* [ASSIGNED TASK] Provide the number of lines in the entries below containing "characters", with no further words.

(Saved entries)
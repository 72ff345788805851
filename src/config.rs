//! Chunking configuration.
//!
//! One explicit record listing every recognized option and its default:
//! the whole surface callers can tune, enumerated once. Arrives as data
//! (e.g. JSON from an upload request), so unknown strategies fail at
//! deserialization and missing fields fall back to defaults.

use serde::{Deserialize, Serialize};

use crate::error::{validate_bounds, Result};

/// Which splitting strategy [`chunk_document`](crate::chunk_document) runs.
#[derive(Debug, Clone, Copy, Default, PartialEq, Eq, Serialize, Deserialize)]
#[serde(rename_all = "lowercase")]
pub enum Strategy {
    /// Split on Markdown headers, packing sections to a size budget.
    Markdown,
    /// Split on a literal delimiter, no size bound.
    Delimiter,
    /// Paragraph-window splitting with overlap; works on any text.
    #[default]
    Auto,
}

/// Configuration for document chunking.
///
/// ```rust
/// use strata::{ChunkConfig, Strategy};
///
/// let config = ChunkConfig::default();
/// assert_eq!(config.strategy, Strategy::Auto);
/// assert_eq!(config.chunk_size, 1500);
/// assert_eq!(config.chunk_overlap, 200);
/// assert_eq!(config.delimiter, "\n\n");
///
/// // Partial JSON deserializes against the defaults
/// let config: ChunkConfig = serde_json::from_str(r#"{"chunk_size": 800}"#).unwrap();
/// assert_eq!(config.chunk_size, 800);
/// assert_eq!(config.chunk_overlap, 200);
/// ```
#[derive(Debug, Clone, PartialEq, Eq, Serialize, Deserialize)]
#[serde(default)]
pub struct ChunkConfig {
    /// Splitting strategy (default: [`Strategy::Auto`]).
    pub strategy: Strategy,
    /// Target chunk size in characters (default: 1500).
    pub chunk_size: usize,
    /// Trailing characters repeated at the start of the next chunk
    /// (default: 200). Must be smaller than `chunk_size`.
    pub chunk_overlap: usize,
    /// Separator for the delimiter strategy and the auto strategy's
    /// paragraph boundary (default: `"\n\n"`).
    pub delimiter: String,
}

impl Default for ChunkConfig {
    fn default() -> Self {
        Self {
            strategy: Strategy::default(),
            chunk_size: 1500,
            chunk_overlap: 200,
            delimiter: "\n\n".to_string(),
        }
    }
}

impl ChunkConfig {
    /// Check the configuration before any splitting loop runs.
    ///
    /// # Errors
    ///
    /// [`Error::InvalidChunkSize`](crate::Error::InvalidChunkSize) when
    /// `chunk_size == 0`,
    /// [`Error::OverlapExceedsSize`](crate::Error::OverlapExceedsSize) when
    /// `chunk_overlap >= chunk_size`.
    pub fn validate(&self) -> Result<()> {
        validate_bounds(self.chunk_size, self.chunk_overlap)
    }
}

#[cfg(test)]
mod tests {
    use super::*;

    #[test]
    fn default_config_is_valid() {
        assert!(ChunkConfig::default().validate().is_ok());
    }

    #[test]
    fn rejects_overlap_reaching_chunk_size() {
        let config = ChunkConfig {
            chunk_size: 100,
            chunk_overlap: 100,
            ..ChunkConfig::default()
        };
        assert!(config.validate().is_err());
    }

    #[test]
    fn strategy_names_are_lowercase_in_json() {
        let json = serde_json::to_string(&Strategy::Markdown).unwrap();
        assert_eq!(json, r#""markdown""#);
        let parsed: Strategy = serde_json::from_str(r#""delimiter""#).unwrap();
        assert_eq!(parsed, Strategy::Delimiter);
    }

    #[test]
    fn unknown_strategy_fails_deserialization() {
        let result: std::result::Result<ChunkConfig, _> =
            serde_json::from_str(r#"{"strategy": "semantic"}"#);
        assert!(result.is_err());
    }
}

* [COMPLETED TASK] 2